Для выполнения второго упражнения следует сесть на край стула и выпрямить спину:

  • вдох — 4 удара;
  • задержка дыхания — 2 удара;
  • не выдыхая, сделать вдох такой протяженности насколько хватит сил;
  • быстрый выдох через рот с произнесением звука «Па».

Курс дыхательной гимнастики длится 3 недели. Затем делается 2–недельный перерыв. Каждое упражнение выполняется по 7 раз, но для начала хватит и 1–2.

Вам это понравится:

Многие из нас мечтают сбросить лишний вес. Для этого используются диеты и спорт, но многим изнурительные тренировки в спортзале не по карману или не подходят из-за проблем со здоровьем. Не разрешается давать организму значительную физическую нагрузку в следующих случаях:

  • высокая степень ожирения;
  • грудное вскармливание;
  • период до 12 недель после родов;
  • заболевания суставов и опорно-двигательного аппарата.

Преимущество в том, что упражнения из всех представленных ниже методик можно делать дома и в любое удобное время. Это очень хорошо для молодых мам, которым гимнастика для похудения помогает эффективно снизить вес, набранный за беременность.

Дыхательные системы Марины Корпан

В России есть только один специалист, который может проводить тренировки на основе дыхательных практик – ведущий тренер канала JV Марина Корпан.

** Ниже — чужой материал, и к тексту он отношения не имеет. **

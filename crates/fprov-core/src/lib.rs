//! Provisioning of frida-server on Android devices over adb: device
//! selection, capability probes, download and push of the server binary,
//! and start/stop/status of the running server.

mod artifacts;
mod bridge;
mod cancel;
mod capability;
mod catalog;
mod compat;
mod config;
mod device;
mod doctor;
mod error;
mod hashing;
mod ids;
mod parse;
mod provision;
mod provisioner;
mod server;

#[cfg(test)]
mod testing;

pub use artifacts::{Decompressor, DownloadProgress, ProgressFn, XzDecompressor};
pub use bridge::{AdbBridge, BridgeClient, ShellOutput};
pub use capability::{Arch, DeviceInfo};
pub use catalog::{CatalogDocument, CatalogEntry, FileCatalog, GithubCatalog, ReleaseCatalog, ServerRelease};
pub use compat::{compare_versions, ClientTooling, CompatReport, CompatStatus, FridaTools};
pub use config::{
    ProvisionConfig, DEFAULT_COMMAND_TIMEOUT_SECS, DEFAULT_PORT, DEFAULT_SERVER_DIR,
    DEFAULT_START_ATTEMPTS, DEFAULT_START_POLL_MILLIS,
};
pub use device::{DeviceHandle, DeviceState};
pub use doctor::{compat_check_status, CheckResult, CheckStatus, DoctorReport};
pub use error::{ErrorCategory, Outcome, ProvisionError, Result};
pub use ids::ConnectionKind;
pub use provision::{server_file_name, InstalledBinary};
pub use provisioner::Provisioner;
pub use server::{RunningInstance, ServerStatus, StopReport};
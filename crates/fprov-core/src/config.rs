use std::{
    fs, io,
    path::{Path, PathBuf},
    time::Duration,
};

use fprov_util::{env_flag, env_string, expand_user};
use serde::{Deserialize, Serialize};
use tracing::{debug, warn};

pub const DEFAULT_PORT: u16 = 27042;
pub const DEFAULT_SERVER_DIR: &str = "/data/local/tmp";
pub const DEFAULT_COMMAND_TIMEOUT_SECS: u64 = 30;
pub const DEFAULT_START_ATTEMPTS: u32 = 10;
pub const DEFAULT_START_POLL_MILLIS: u64 = 500;

/// Resolved, read-only settings for one run. Built once at the edge
/// (file, then environment, then defaults) and passed down by reference.
#[derive(Clone, Debug, Serialize, Deserialize)]
#[serde(default)]
pub struct ProvisionConfig {
    pub adb_path: Option<PathBuf>,
    pub xz_path: Option<PathBuf>,
    pub default_device: Option<String>,
    pub default_version: Option<String>,
    pub port: u16,
    pub server_dir: String,
    pub download_dir: Option<PathBuf>,
    /// Local JSON catalog; GitHub releases are used when unset.
    pub catalog_path: Option<PathBuf>,
    pub command_timeout_secs: u64,
    pub start_attempts: u32,
    pub start_poll_millis: u64,
    pub strict_client_match: bool,
    pub keep_downloads: bool,
}

impl Default for ProvisionConfig {
    fn default() -> Self {
        Self {
            adb_path: None,
            xz_path: None,
            default_device: None,
            default_version: None,
            port: DEFAULT_PORT,
            server_dir: DEFAULT_SERVER_DIR.to_string(),
            download_dir: None,
            catalog_path: None,
            command_timeout_secs: DEFAULT_COMMAND_TIMEOUT_SECS,
            start_attempts: DEFAULT_START_ATTEMPTS,
            start_poll_millis: DEFAULT_START_POLL_MILLIS,
            strict_client_match: false,
            keep_downloads: false,
        }
    }
}

impl ProvisionConfig {
    /// Loads the config file (explicit path, `FPROV_CONFIG`, or the default
    /// location) and applies environment overrides on top.
    pub fn load(path: Option<&Path>) -> Self {
        let path = Self::resolve_path(path);
        let mut cfg = match fs::read_to_string(&path) {
            Ok(raw) => match serde_json::from_str::<ProvisionConfig>(&raw) {
                Ok(cfg) => {
                    debug!("Loaded config from {}", path.display());
                    cfg
                }
                Err(err) => {
                    warn!("Failed to parse {}: {err}", path.display());
                    ProvisionConfig::default()
                }
            },
            Err(err) => {
                if err.kind() != io::ErrorKind::NotFound {
                    warn!("Failed to read {}: {err}", path.display());
                }
                ProvisionConfig::default()
            }
        };
        cfg.apply_env(env_string);
        cfg
    }

    /// Explicit path, then `FPROV_CONFIG`, then `~/.local/share/fprov/config.json`.
    pub fn resolve_path(path: Option<&Path>) -> PathBuf {
        path.map(Path::to_path_buf)
            .or_else(|| env_string("FPROV_CONFIG").map(|p| expand_user(&p)))
            .unwrap_or_else(fprov_util::config_file_path)
    }

    pub fn save(&self, path: &Path) -> io::Result<()> {
        fprov_util::write_json_atomic(path, self)
    }

    pub(crate) fn apply_env(&mut self, lookup: impl Fn(&str) -> Option<String>) {
        if let Some(path) = lookup("FPROV_ADB_PATH").or_else(|| lookup("ADB_PATH")) {
            self.adb_path = Some(expand_user(&path));
        }
        if let Some(path) = lookup("FPROV_XZ_PATH") {
            self.xz_path = Some(expand_user(&path));
        }
        if let Some(serial) = lookup("FPROV_DEFAULT_DEVICE").or_else(|| lookup("ANDROID_SERIAL")) {
            self.default_device = Some(serial);
        }
        if let Some(version) = lookup("FPROV_DEFAULT_VERSION") {
            self.default_version = Some(version.trim_start_matches('v').to_string());
        }
        if let Some(port) = lookup("FPROV_PORT") {
            match port.parse() {
                Ok(port) => self.port = port,
                Err(_) => warn!("Ignoring FPROV_PORT={port}: not a port number"),
            }
        }
        if let Some(dir) = lookup("FPROV_SERVER_DIR") {
            self.server_dir = dir.trim_end_matches('/').to_string();
        }
        if let Some(dir) = lookup("FPROV_DOWNLOAD_DIR") {
            self.download_dir = Some(expand_user(&dir));
        }
        if let Some(path) = lookup("FPROV_CATALOG") {
            self.catalog_path = Some(expand_user(&path));
        }
        if let Some(secs) = lookup("FPROV_COMMAND_TIMEOUT_SECS") {
            match secs.parse() {
                Ok(secs) => self.command_timeout_secs = secs,
                Err(_) => warn!("Ignoring FPROV_COMMAND_TIMEOUT_SECS={secs}"),
            }
        }
        if let Some(value) = lookup("FPROV_STRICT_CLIENT_MATCH") {
            self.strict_client_match = fprov_util::parse_flag(&value);
        }
    }

    pub fn command_timeout(&self) -> Duration {
        Duration::from_secs(self.command_timeout_secs.max(1))
    }

    pub fn start_poll_interval(&self) -> Duration {
        Duration::from_millis(self.start_poll_millis)
    }

    pub fn download_dir(&self) -> PathBuf {
        self.download_dir
            .clone()
            .unwrap_or_else(fprov_util::download_dir)
    }

    /// Resolves the adb executable: configured path, then the SDK
    /// platform-tools, then whatever `adb` is on PATH.
    pub fn adb_path(&self) -> PathBuf {
        if let Some(path) = self.adb_path.as_ref() {
            return path.clone();
        }
        if let Some(sdk_root) = env_string("ANDROID_SDK_ROOT").or_else(|| env_string("ANDROID_HOME"))
        {
            let tools = PathBuf::from(&sdk_root).join("platform-tools");
            for name in ["adb", "adb.exe"] {
                let candidate = tools.join(name);
                if candidate.exists() {
                    return candidate;
                }
            }
        }
        PathBuf::from("adb")
    }

    pub fn xz_path(&self) -> PathBuf {
        self.xz_path.clone().unwrap_or_else(|| PathBuf::from("xz"))
    }

    pub fn verbose_env() -> bool {
        env_flag("FPROV_VERBOSE").unwrap_or(false)
    }
}

#[cfg(test)]
mod tests {
    use std::collections::HashMap;

    use super::*;

    fn lookup(vars: &[(&str, &str)]) -> impl Fn(&str) -> Option<String> {
        let map: HashMap<String, String> = vars
            .iter()
            .map(|(k, v)| (k.to_string(), v.to_string()))
            .collect();
        move |key| map.get(key).cloned()
    }

    #[test]
    fn defaults_match_frida_conventions() {
        let cfg = ProvisionConfig::default();
        assert_eq!(cfg.port, 27042);
        assert_eq!(cfg.server_dir, "/data/local/tmp");
        assert_eq!(cfg.command_timeout(), Duration::from_secs(30));
        assert!(!cfg.strict_client_match);
    }

    #[test]
    fn env_overrides_file_values() {
        let mut cfg: ProvisionConfig =
            serde_json::from_str(r#"{ "port": 1234, "default_device": "file-serial" }"#).unwrap();
        cfg.apply_env(lookup(&[
            ("FPROV_DEFAULT_DEVICE", "env-serial"),
            ("FPROV_DEFAULT_VERSION", "v16.1.17"),
            ("FPROV_SERVER_DIR", "/data/local/tmp/fs/"),
            ("FPROV_STRICT_CLIENT_MATCH", "yes"),
        ]));
        assert_eq!(cfg.port, 1234);
        assert_eq!(cfg.default_device.as_deref(), Some("env-serial"));
        assert_eq!(cfg.default_version.as_deref(), Some("16.1.17"));
        assert_eq!(cfg.server_dir, "/data/local/tmp/fs");
        assert!(cfg.strict_client_match);
    }

    #[test]
    fn invalid_numeric_env_is_ignored() {
        let mut cfg = ProvisionConfig::default();
        cfg.apply_env(lookup(&[
            ("FPROV_PORT", "not-a-port"),
            ("FPROV_COMMAND_TIMEOUT_SECS", "-3"),
        ]));
        assert_eq!(cfg.port, DEFAULT_PORT);
        assert_eq!(cfg.command_timeout_secs, DEFAULT_COMMAND_TIMEOUT_SECS);
    }

    #[test]
    fn android_serial_is_a_device_fallback() {
        let mut cfg = ProvisionConfig::default();
        cfg.apply_env(lookup(&[("ANDROID_SERIAL", "emulator-5554")]));
        assert_eq!(cfg.default_device.as_deref(), Some("emulator-5554"));
    }

    #[test]
    fn save_then_load_roundtrips_through_file() {
        let dir = tempfile::tempdir().unwrap();
        let path = dir.path().join("config.json");
        let cfg = ProvisionConfig {
            port: 31337,
            default_version: Some("16.0.1".into()),
            ..ProvisionConfig::default()
        };
        cfg.save(&path).unwrap();

        let raw = fs::read_to_string(&path).unwrap();
        let loaded: ProvisionConfig = serde_json::from_str(&raw).unwrap();
        assert_eq!(loaded.port, 31337);
        assert_eq!(loaded.default_version.as_deref(), Some("16.0.1"));
    }
}
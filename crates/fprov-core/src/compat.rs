use std::{
    fmt, io,
    path::{Path, PathBuf},
    process::{Output, Stdio},
    time::Duration,
};

use async_trait::async_trait;
use tokio::process::Command;
use tracing::{debug, info, warn};

use crate::catalog::version_key;
use crate::device::DeviceHandle;
use crate::error::{ProvisionError, Result};
use crate::parse::{parse_server_filename, parse_tool_version};
use crate::provisioner::Provisioner;

const PIP_TIMEOUT: Duration = Duration::from_secs(600);

/// Host-side frida tooling: the `frida` CLI and the package manager that
/// installs it.
#[async_trait]
pub trait ClientTooling: Send + Sync {
    /// `None` when the client is not installed.
    async fn client_version(&self) -> Result<Option<String>>;

    async fn install_client(&self, version: &str) -> Result<()>;
}

/// `frida --version` and `pip install frida==<v> frida-tools`.
pub struct FridaTools {
    frida: PathBuf,
    pip: PathBuf,
    timeout: Duration,
}

impl FridaTools {
    pub fn new(timeout: Duration) -> Self {
        let pip = ["pip", "pip3"]
            .iter()
            .find_map(|name| which::which(name).ok())
            .unwrap_or_else(|| PathBuf::from("pip"));
        Self {
            frida: PathBuf::from("frida"),
            pip,
            timeout,
        }
    }

    async fn run(&self, program: &Path, args: &[&str], timeout: Duration) -> Result<Output> {
        let command = format!("{} {}", program.display(), args.join(" "));
        debug!("exec: {command}");
        let mut cmd = Command::new(program);
        cmd.args(args)
            .stdin(Stdio::null())
            .stdout(Stdio::piped())
            .stderr(Stdio::piped())
            .kill_on_drop(true);
        match tokio::time::timeout(timeout, cmd.output()).await {
            Ok(Ok(output)) => Ok(output),
            Ok(Err(err)) if err.kind() == io::ErrorKind::NotFound => {
                Err(ProvisionError::ToolUnavailable {
                    tool: program.display().to_string(),
                    message: "not found on PATH".into(),
                })
            }
            Ok(Err(err)) => Err(ProvisionError::ToolUnavailable {
                tool: program.display().to_string(),
                message: err.to_string(),
            }),
            Err(_) => Err(ProvisionError::Timeout {
                command,
                after: timeout,
            }),
        }
    }
}

#[async_trait]
impl ClientTooling for FridaTools {
    async fn client_version(&self) -> Result<Option<String>> {
        match self.run(&self.frida, &["--version"], self.timeout).await {
            Ok(output) if output.status.success() => {
                Ok(parse_tool_version(&String::from_utf8_lossy(&output.stdout)))
            }
            Ok(output) => {
                debug!("frida --version exited with {}", output.status);
                Ok(None)
            }
            Err(ProvisionError::ToolUnavailable { .. }) => Ok(None),
            Err(err) => Err(err),
        }
    }

    async fn install_client(&self, version: &str) -> Result<()> {
        let pin = format!("frida=={version}");
        let args = ["install", pin.as_str(), "frida-tools"];
        info!("Installing frida client {version}");
        let output = self
            .run(&self.pip, &args, PIP_TIMEOUT.max(self.timeout))
            .await?;
        if output.status.success() {
            Ok(())
        } else {
            Err(ProvisionError::LocalToolFailed {
                command: format!("{} {}", self.pip.display(), args.join(" ")),
                status: output.status.code().unwrap_or(-1),
                stderr: String::from_utf8_lossy(&output.stderr).to_string(),
            })
        }
    }
}

#[derive(Clone, Copy, Debug, PartialEq, Eq)]
pub enum CompatStatus {
    Match,
    /// Same major.minor; usually works.
    Compatible,
    Mismatch,
    Unknown,
    NotInstalled,
}

impl fmt::Display for CompatStatus {
    fn fmt(&self, f: &mut fmt::Formatter<'_>) -> fmt::Result {
        f.write_str(match self {
            CompatStatus::Match => "match",
            CompatStatus::Compatible => "compatible",
            CompatStatus::Mismatch => "mismatch",
            CompatStatus::Unknown => "unknown",
            CompatStatus::NotInstalled => "not installed",
        })
    }
}

#[derive(Clone, Debug, PartialEq, Eq)]
pub struct CompatReport {
    pub client: Option<String>,
    pub server: Option<String>,
    pub status: CompatStatus,
}

impl CompatReport {
    /// Host command that brings the client in line with the server.
    pub fn fix_command(&self) -> Option<String> {
        match (self.status, self.server.as_deref()) {
            (CompatStatus::Match, _) | (_, None) => None,
            (_, Some(server)) => Some(format!("pip install frida=={server} frida-tools")),
        }
    }
}

pub fn compare_versions(client: Option<&str>, server: Option<&str>) -> CompatStatus {
    let Some(client) = client else {
        return CompatStatus::NotInstalled;
    };
    let Some(server) = server else {
        return CompatStatus::Unknown;
    };
    if client.trim_start_matches('v') == server.trim_start_matches('v') {
        return CompatStatus::Match;
    }
    match (version_key(client), version_key(server)) {
        (Some(c), Some(s)) if c == s => CompatStatus::Match,
        (Some(c), Some(s)) if c.major == s.major && c.minor == s.minor => CompatStatus::Compatible,
        (Some(_), Some(_)) => CompatStatus::Mismatch,
        _ => CompatStatus::Unknown,
    }
}

impl Provisioner {
    /// Version of the running server, else of the newest installed binary.
    pub async fn server_version(&self, device: &DeviceHandle) -> Result<Option<String>> {
        let running = self
            .server_processes(&device.serial)
            .await?
            .into_iter()
            .find_map(|p| parse_server_filename(p.executable_name()).map(|(v, _)| v));
        if running.is_some() {
            return Ok(running);
        }
        Ok(self
            .list_installed(device, None)
            .await?
            .into_iter()
            .next()
            .map(|binary| binary.version))
    }

    pub async fn compatibility(&self, device: &DeviceHandle) -> Result<CompatReport> {
        let client = self.client_tooling().client_version().await?;
        let server = self.server_version(device).await?;
        let status = compare_versions(client.as_deref(), server.as_deref());
        Ok(CompatReport {
            client,
            server,
            status,
        })
    }

    /// Installs the client matching the server. Returns `false` when the
    /// versions already match.
    pub async fn fix_compatibility(&self, report: &CompatReport) -> Result<bool> {
        if report.status == CompatStatus::Match {
            return Ok(false);
        }
        let Some(server) = report.server.as_deref() else {
            return Err(ProvisionError::NotInstalled {
                version: "any".into(),
                path: self.config().server_dir.clone(),
            });
        };
        self.client_tooling().install_client(server).await?;
        Ok(true)
    }

    /// Warns when the host client differs from `server_version`; fails with
    /// `ProtocolMismatch` instead when strict matching is configured.
    pub(crate) async fn check_client_parity(&self, server_version: &str) -> Result<()> {
        let client = match self.client_tooling().client_version().await {
            Ok(client) => client,
            Err(err) => {
                debug!("client version probe failed: {err}");
                None
            }
        };
        match compare_versions(client.as_deref(), Some(server_version)) {
            CompatStatus::Match => Ok(()),
            CompatStatus::NotInstalled => {
                debug!("no frida client on host; skipping version check");
                Ok(())
            }
            status => {
                let client = client.unwrap_or_default();
                if self.config().strict_client_match {
                    return Err(ProvisionError::ProtocolMismatch {
                        server: server_version.to_string(),
                        client,
                    });
                }
                warn!("frida client {client} and server {server_version} differ ({status}); run `pip install frida=={server_version} frida-tools`");
                Ok(())
            }
        }
    }
}
impl FakeDevice {
    pub(crate) fn rooted(serial: &str, abi: &str) -> Self {
        let mut props = BTreeMap::new();
        props.insert("ro.product.cpu.abi".to_string(), abi.to_string());
        Self {
            serial: serial.to_string(),
            state: "device".into(),
            rooted: true,
            props,
            files: BTreeMap::new(),
            processes: Vec::new(),
            next_pid: 10_000,
            selinux: "Enforcing".into(),
            has_sha256sum: true,
            corrupt_push: false,
            fail_push: false,
            server_listens: true,
        }
    }

    pub(crate) fn unrooted(serial: &str, abi: &str) -> Self {
        Self {
            rooted: false,
            ..Self::rooted(serial, abi)
        }
    }

    pub(crate) fn unauthorized(mut self) -> Self {
        self.state = "unauthorized".into();
        self
    }

    pub(crate) fn with_prop(mut self, key: &str, value: &str) -> Self {
        self.props.insert(key.to_string(), value.to_string());
        self
    }

    pub(crate) fn with_file(mut self, path: &str, data: &[u8], mode: u32) -> Self {
        self.files.insert(
            path.to_string(),
            FakeFile {
                data: data.to_vec(),
                mode,
            },
        );
        self
    }

    pub(crate) fn with_process(mut self, pid: u32, command: &str) -> Self {
        self.processes.push(FakeProcess {
            pid,
            command: command.to_string(),
            port: None,
        });
        self
    }

    pub(crate) fn with_listening_process(mut self, pid: u32, command: &str, port: u16) -> Self {
        self.processes.push(FakeProcess {
            pid,
            command: command.to_string(),
            port: Some(port),
        });
        self
    }

    pub(crate) fn with_selinux(mut self, mode: &str) -> Self {
        self.selinux = mode.to_string();
        self
    }

    pub(crate) fn without_sha256sum(mut self) -> Self {
        self.has_sha256sum = false;
        self
    }

    pub(crate) fn corrupting_push(mut self) -> Self {
        self.corrupt_push = true;
        self
    }

    pub(crate) fn failing_push(mut self) -> Self {
        self.fail_push = true;
        self
    }

    pub(crate) fn server_never_listens(mut self) -> Self {
        self.server_listens = false;
        self
    }

    fn ls_long(&self, path: &str) -> ShellOutput {
        match self.files.get(path) {
            Some(file) => ok(format!(
                "{} 1 shell shell {} 2024-03-01 10:00 {path}\n",
                mode_string(file.mode),
                file.data.len()
            )),
            None => fail(1, format!("ls: {path}: No such file or directory\n")),
        }
    }

    fn ls_glob(&self, pattern: &str) -> ShellOutput {
        let prefix = pattern.trim_end_matches('*');
        let matches: Vec<&String> = self.files.keys().filter(|p| p.starts_with(prefix)).collect();
        if matches.is_empty() {
            return fail(1, format!("ls: {pattern}: No such file or directory\n"));
        }
        ok(matches.iter().map(|p| format!("{p}\n")).collect())
    }

    fn ps(&self) -> ShellOutput {
        let mut out = String::from("  PID ARGS\n");
        out.push_str("    1 /system/bin/init second_stage\n");
        for process in &self.processes {
            out.push_str(&format!("{:>5} {}\n", process.pid, process.command));
        }
        ok(out)
    }

    fn tcp_table(&self) -> ShellOutput {
        let mut out = String::from(
            "  sl  local_address rem_address   st tx_queue rx_queue tr tm->when retrnsmt   uid  timeout inode\n",
        );
        for (slot, port) in self.processes.iter().filter_map(|p| p.port).enumerate() {
            out.push_str(&format!(
                "{slot:>4}: 00000000:{port:04X} 00000000:0000 0A 00000000:00000000 00:00000000 00000000     0        0 1\n"
            ));
        }
        ok(out)
    }

    fn launch(&mut self, command: &str) -> ShellOutput {
        let rest = command.trim_start_matches("nohup ").trim();
        let Some(rest) = rest.strip_prefix('\'') else {
            return fail(1, "unexpected launch syntax\n".into());
        };
        let Some((path, args)) = rest.split_once('\'') else {
            return fail(1, "unexpected launch syntax\n".into());
        };
        let args = args
            .split(">/dev/null")
            .next()
            .unwrap_or_default()
            .trim();
        let port = args
            .strip_prefix("-l 0.0.0.0:")
            .and_then(|port| port.parse().ok())
            .unwrap_or(DEFAULT_PORT);

        // nohup detaches; a missing binary still returns 0 to the caller.
        let runnable = self
            .files
            .get(path)
            .is_some_and(|file| file.mode & 0o100 != 0 && !file.data.is_empty());
        if runnable {
            self.next_pid += 1;
            let command = if args.is_empty() {
                path.to_string()
            } else {
                format!("{path} {args}")
            };
            self.processes.push(FakeProcess {
                pid: self.next_pid,
                command,
                port: self.server_listens.then_some(port),
            });
        }
        ok(String::new())
    }

    fn kill(&mut self, pid: &str) -> ShellOutput {
        let Ok(pid) = pid.parse::<u32>() else {
            return fail(1, format!("kill: {pid}: bad pid\n"));
        };
        let before = self.processes.len();
        self.processes.retain(|p| p.pid != pid);
        if self.processes.len() == before {
            fail(1, format!("kill: {pid}: No such process\n"))
        } else {
            ok(String::new())
        }
    }

    fn run(&mut self, command: &str, elevated: bool) -> ShellOutput {
        let (program, args) = command.split_once(' ').unwrap_or((command, ""));
        let arg = unquote(args);
        match program {
            "id" if elevated => ok("uid=0(root) gid=0(root) context=u:r:su:s0\n".into()),
            "id" => ok("uid=2000(shell) gid=2000(shell) groups=2000(shell)\n".into()),
            "getprop" => ok(format!("{}\n", self.props.get(args).cloned().unwrap_or_default())),
            "getenforce" => ok(format!("{}\n", self.selinux)),
            "ls" if args.starts_with("-l ") => self.ls_long(&unquote(&args[3..])),
            "ls" if args.starts_with("-1 ") => self.ls_glob(&args[3..].replace('\'', "")),
            "chmod" => {
                let path = unquote(args.trim_start_matches("755 "));
                match self.files.get_mut(&path) {
                    Some(file) => {
                        file.mode = 0o755;
                        ok(String::new())
                    }
                    None => fail(1, format!("chmod: {path}: No such file or directory\n")),
                }
            }
            "mv" => {
                let words: Vec<String> = args
                    .trim_start_matches("-f ")
                    .split_whitespace()
                    .map(unquote)
                    .collect();
                let [from, to] = words.as_slice() else {
                    return fail(1, "mv: bad arguments\n".into());
                };
                match self.files.remove(from) {
                    Some(file) => {
                        self.files.insert(to.clone(), file);
                        ok(String::new())
                    }
                    None => fail(1, format!("mv: {from}: No such file or directory\n")),
                }
            }
            "rm" => {
                self.files.remove(&unquote(args.trim_start_matches("-f ")));
                ok(String::new())
            }
            "sha256sum" if self.has_sha256sum => match self.files.get(&arg) {
                Some(file) => ok(format!("{}  {arg}\n", sha256_bytes(&file.data))),
                None => fail(1, format!("sha256sum: {arg}: No such file or directory\n")),
            },
            "ps" if args == "-A -o PID,ARGS" => self.ps(),
            "cat" if args.starts_with("/proc/net/tcp") => self.tcp_table(),
            "nohup" => self.launch(command),
            "kill" => self.kill(args.trim_start_matches("-9 ")),
            _ => fail(127, format!("/system/bin/sh: {program}: inaccessible or not found\n")),
        }
    }
}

  Ее программы рассчитаны на женщин и мужчин с чрезмерным лишним весом, которые не в состоянии уделять спорту большое количество времени.  Практики основаны на диафрагмальном дыхании, которое задействует мышцы живота и легкие.

Кислород, поступая в организм, сжигает жировые клетки и ускоряет обмен веществ. Всего Марина Корпан ведет две программы тренировок, основанных на дыхании:

Полезный Совет!

В обоих случаях гимнастика для похудения не отнимет у вас много времени, и существуют видеоуроки, с помощью которых можно воздействовать на все основные проблемные зоны. За три месяца можно в общей сумме убрать в объемах примерно 30 сантиметров. Это подтверждают и многочисленные отзывы, которые оставляют в сети женщины, постоянно занимающиеся по этим методикам.

Дыхательная гимнастика для похудения окажется наиболее эффективной, если придерживаться следующих правил по выполнению упражнений:

  • заниматься нужно ежедневно и наиболее эффективно, если вы будете делать один и тот же цикл два раза (утром натощак и вечером перед сном или ужином);
  • ешьте по истечении часа после тренировки.

Если вы выбрали оксисайз в качестве программы, по которой будете заниматься, то помните, что за день необходимо пройти не менее 30 циклов дыхания. Исключите первые дни, когда вы только осваиваете технику. Комплекс упражнений хорошо сочетать с кремами, которые улучшают кровообращение, а также ходить в баню и принимать контрастный душ.